EJI Wins Relief for Death Row Prisoner

10.26.16

On Friday, the Alabama Court of Criminal Appeals reversed EJI client James Osgood’s death sentence, ruling that the trial court’s jury instructions improperly limited the jury’s consideration of nonstatutory mitigating evidence and inaccurately described the process for weighing the aggravating circumstances and the mitigating circumstances.

Mr. Osgood was convicted of two counts of capital murder in the 2010 death of Tracy Brown in Chilton County. At the penalty phase, his defense offered mitigating evidence to persuade the jury to impose life without parole rather than death. The mitigating evidence included that Mr. Osgood had been sexually abused as a child; that his brain development was potentially hindered by the malnutrition he suffered as an infant; that he was admitted to a psychiatric hospital as a teenager; and that he had attempted suicide.

The law requires that the jury consider all mitigating evidence in deciding whether to impose a death sentence. But Mr. Osgood’s trial judge instructed the jury that the only two mitigating circumstances presented in the case were “substance abuse by the defendant and his family life.”

EJI argued on appeal that the trial court’s instruction improperly restricted the jury’s consideration to only two of the many mitigating factors presented at trial. The Court of Criminal Appeals agreed, finding that the instruction violated the Constitution and Alabama law because it “effectively precluded the jury from considering and weighing the other mitigating circumstances offered” by Mr. Osgood.

EJI also argued that the trial judge made a mistake in explaining the weighing process. The Court of Criminal Appeals agreed that the instructions violated the law requiring consideration of all mitigating evidence because the judge “suggested to the jury that there was at least one scenario in which the jury should not even consider mitigating circumstances in its deliberations.”

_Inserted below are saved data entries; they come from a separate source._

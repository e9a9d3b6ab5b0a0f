//! Conversational retrieval chain
//!
//! # Architecture
//!
//! ```text
//! Question + history
//!     │
//!     ▼
//! ┌─────────────┐
//! │  Condense   │  ← skipped when the history is empty
//! └─────────────┘
//!     │
//!     ▼ Standalone question
//! ┌─────────────┐
//! │   Fusion    │  ← BM25 + HNSW ensemble, then re-rank
//! └─────────────┘
//!     │
//!     ▼ Candidates
//! ┌─────────────┐
//! │   Context   │  ← passages stuffed into the answer prompt
//! │   Builder   │
//! └─────────────┘
//!     │
//!     ▼ Prompt
//! ┌─────────────┐
//! │  Generator  │  ← blocking or streaming
//! └─────────────┘
//!     │
//!     ▼
//! ChainOutput (answer + sources), recorded in memory
//! ```
//!
//! # Example
//!
//! ```ignore
//! use chatrag::rag::lazy_service;
//! use chatrag::RagSettings;
//!
//! let settings = RagSettings::from_file("config/rag.json")?;
//! let service = lazy_service(settings, generator);
//!
//! for partial in service.answer_streaming("How long do I steam fish?", &[])? {
//!     println!("{}", partial?);
//! }
//! ```

pub mod chain;
pub mod context;
pub mod loader;
pub mod memory;
pub mod query;
pub mod service;

// Re-exports for convenience
pub use chain::{ChainConfig, ChainEvent, ChainStream, ConversationalChain};
pub use context::{ContextBuilder, PromptTemplates};
pub use loader::{lazy_service, load_chain, load_ensemble, load_fusion};
#[cfg(feature = "candle")]
pub use loader::{load_generator, local_service};
pub use memory::{ConversationMemory, Message, Role};
pub use query::{ChainOutput, ChatTurn, Source};
pub use service::{AnswerStream, ChatService};
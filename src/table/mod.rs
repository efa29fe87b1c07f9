/*!
 * In-memory table model for spreadsheet and CSV input.
 *
 * A table is a header row plus data rows of typed cells. Only `Text` cells
 * are ever handed to the translator; every other variant is written back as
 * it was read.
 *
 * - `workbook`: xlsx-family files via calamine (read) and rust_xlsxwriter (write)
 * - `delimited`: CSV files via the csv crate
 */

use std::fmt;
use std::path::Path;

use crate::errors::TableError;

pub mod delimited;
pub mod workbook;

/// A single cell value
#[derive(Debug, Clone, PartialEq)]
pub enum CellValue {
    /// No value
    Empty,
    /// Text, eligible for translation
    Text(String),
    /// Floating point number
    Number(f64),
    /// Integer number
    Int(i64),
    /// Boolean
    Bool(bool),
    /// Date or date-time as an Excel serial number
    DateTime(f64),
    /// Time span as an Excel serial number (fraction of a day)
    Duration(f64),
    /// Anything else (error values, ISO strings, numeric CSV fields),
    /// kept as its textual rendering
    Other(String),
}

impl CellValue {
    /// Create a text cell
    pub fn text(value: impl Into<String>) -> Self {
        Self::Text(value.into())
    }

    /// The text content if this is a text cell
    pub fn as_text(&self) -> Option<&str> {
        match self {
            Self::Text(text) => Some(text),
            _ => None,
        }
    }

    pub fn is_text(&self) -> bool {
        matches!(self, Self::Text(_))
    }

    pub fn is_empty(&self) -> bool {
        matches!(self, Self::Empty)
    }
}

impl fmt::Display for CellValue {
    fn fmt(&self, f: &mut fmt::Formatter<'_>) -> fmt::Result {
        match self {
            Self::Empty => Ok(()),
            Self::Text(text) | Self::Other(text) => write!(f, "{}", text),
            Self::Number(number) | Self::DateTime(number) | Self::Duration(number) => write!(f, "{}", number),
            Self::Int(number) => write!(f, "{}", number),
            Self::Bool(value) => write!(f, "{}", value),
        }
    }
}

/// Supported on-disk table formats
#[derive(Debug, Clone, Copy, PartialEq, Eq)]
pub enum TableFormat {
    /// Excel / OpenDocument workbook
    Workbook,
    /// Comma separated values
    Csv,
}

impl TableFormat {
    /// Detect the format from a file extension
    pub fn from_path<P: AsRef<Path>>(path: P) -> Result<Self, TableError> {
        let path = path.as_ref();
        let extension = path
            .extension()
            .map(|ext| ext.to_string_lossy().to_lowercase())
            .unwrap_or_default();

        match extension.as_str() {
            "xlsx" | "xlsm" | "xlsb" | "xls" | "ods" => Ok(Self::Workbook),
            "csv" => Ok(Self::Csv),
            _ => Err(TableError::UnsupportedFormat(format!("{:?}", path))),
        }
    }

    /// Extension used for translated output
    pub fn output_extension(&self) -> &'static str {
        match self {
            Self::Workbook => "xlsx",
            Self::Csv => "csv",
        }
    }
}

/// Tabular data: one header row and any number of data rows
#[derive(Debug, Clone, PartialEq)]
pub struct Table {
    /// Worksheet name, reused when writing workbooks
    pub sheet_name: String,
    /// Column headers
    pub headers: Vec<String>,
    /// Data rows, each as wide as `headers`
    pub rows: Vec<Vec<CellValue>>,
}

impl Table {
    /// Create an empty table with the given headers
    pub fn new(sheet_name: impl Into<String>, headers: Vec<String>) -> Self {
        Self {
            sheet_name: sheet_name.into(),
            headers,
            rows: Vec::new(),
        }
    }

    /// Append a row, padding it with empty cells to the header width.
    /// A row wider than the headers widens the table.
    pub fn push_row(&mut self, mut row: Vec<CellValue>) {
        if row.len() > self.headers.len() {
            self.headers.resize(row.len(), String::new());
            let width = self.headers.len();
            for existing in &mut self.rows {
                existing.resize(width, CellValue::Empty);
            }
        }
        row.resize(self.headers.len(), CellValue::Empty);
        self.rows.push(row);
    }

    pub fn row_count(&self) -> usize {
        self.rows.len()
    }

    pub fn column_count(&self) -> usize {
        self.headers.len()
    }

    /// Find a column by header name.
    ///
    /// An exact match wins; otherwise headers are compared trimmed and
    /// case-insensitively.
    pub fn column_index(&self, name: &str) -> Option<usize> {
        self.headers
            .iter()
            .position(|header| header == name)
            .or_else(|| {
                let wanted = name.trim().to_lowercase();
                self.headers
                    .iter()
                    .position(|header| header.trim().to_lowercase() == wanted)
            })
    }

    /// Values of one column in row order
    pub fn column_values(&self, column: usize) -> impl Iterator<Item = &CellValue> + '_ {
        self.rows.iter().filter_map(move |row| row.get(column))
    }

    /// Mutable access to a single cell
    pub fn cell_mut(&mut self, row: usize, column: usize) -> Option<&mut CellValue> {
        self.rows.get_mut(row).and_then(|cells| cells.get_mut(column))
    }
}

/// Read a table, choosing the reader from the file extension
pub fn read_table<P: AsRef<Path>>(path: P, sheet_name: Option<&str>) -> Result<(Table, TableFormat), TableError> {
    let path = path.as_ref();
    let format = TableFormat::from_path(path)?;

    let table = match format {
        TableFormat::Workbook => workbook::read_workbook(path, sheet_name)?,
        TableFormat::Csv => delimited::read_csv(path)?,
    };

    Ok((table, format))
}

/// Write a table in the given format
pub fn write_table<P: AsRef<Path>>(table: &Table, path: P, format: TableFormat) -> Result<(), TableError> {
    match format {
        TableFormat::Workbook => workbook::write_workbook(table, path),
        TableFormat::Csv => delimited::write_csv(table, path),
    }
}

The appeals court concluded that the errors required reversal of Mr. Osgood’s death sentence, despite the failure of his lawyer to object to the instructions at trial, because they adversely affected Mr. Osgood’s constitutional rights. First, the court reasoned, the improper language was the only part of the instructions in which the trial court discussed nonstatutory mitigating circumstances and explained the weighing process. “Accordingly, this Court is not convinced that the jury’s recommendation was made with a proper understanding of the mitigating evidence it was to consider and the process by which it was to weigh the aggravating circumstances and the mitigating circumstances.” Second, the instructions rose to the level of plain error because the trial court gave great consideration to the jury’s tainted sentence recommendation.

The Court of Criminal Appeals reversed Mr. Osgood’s death sentence and remanded the case to the trial court for a new penalty-phase hearing.

Jury instructions that limited the jury’s consideration of mitigating evidence rose to the level of plain error, the court found.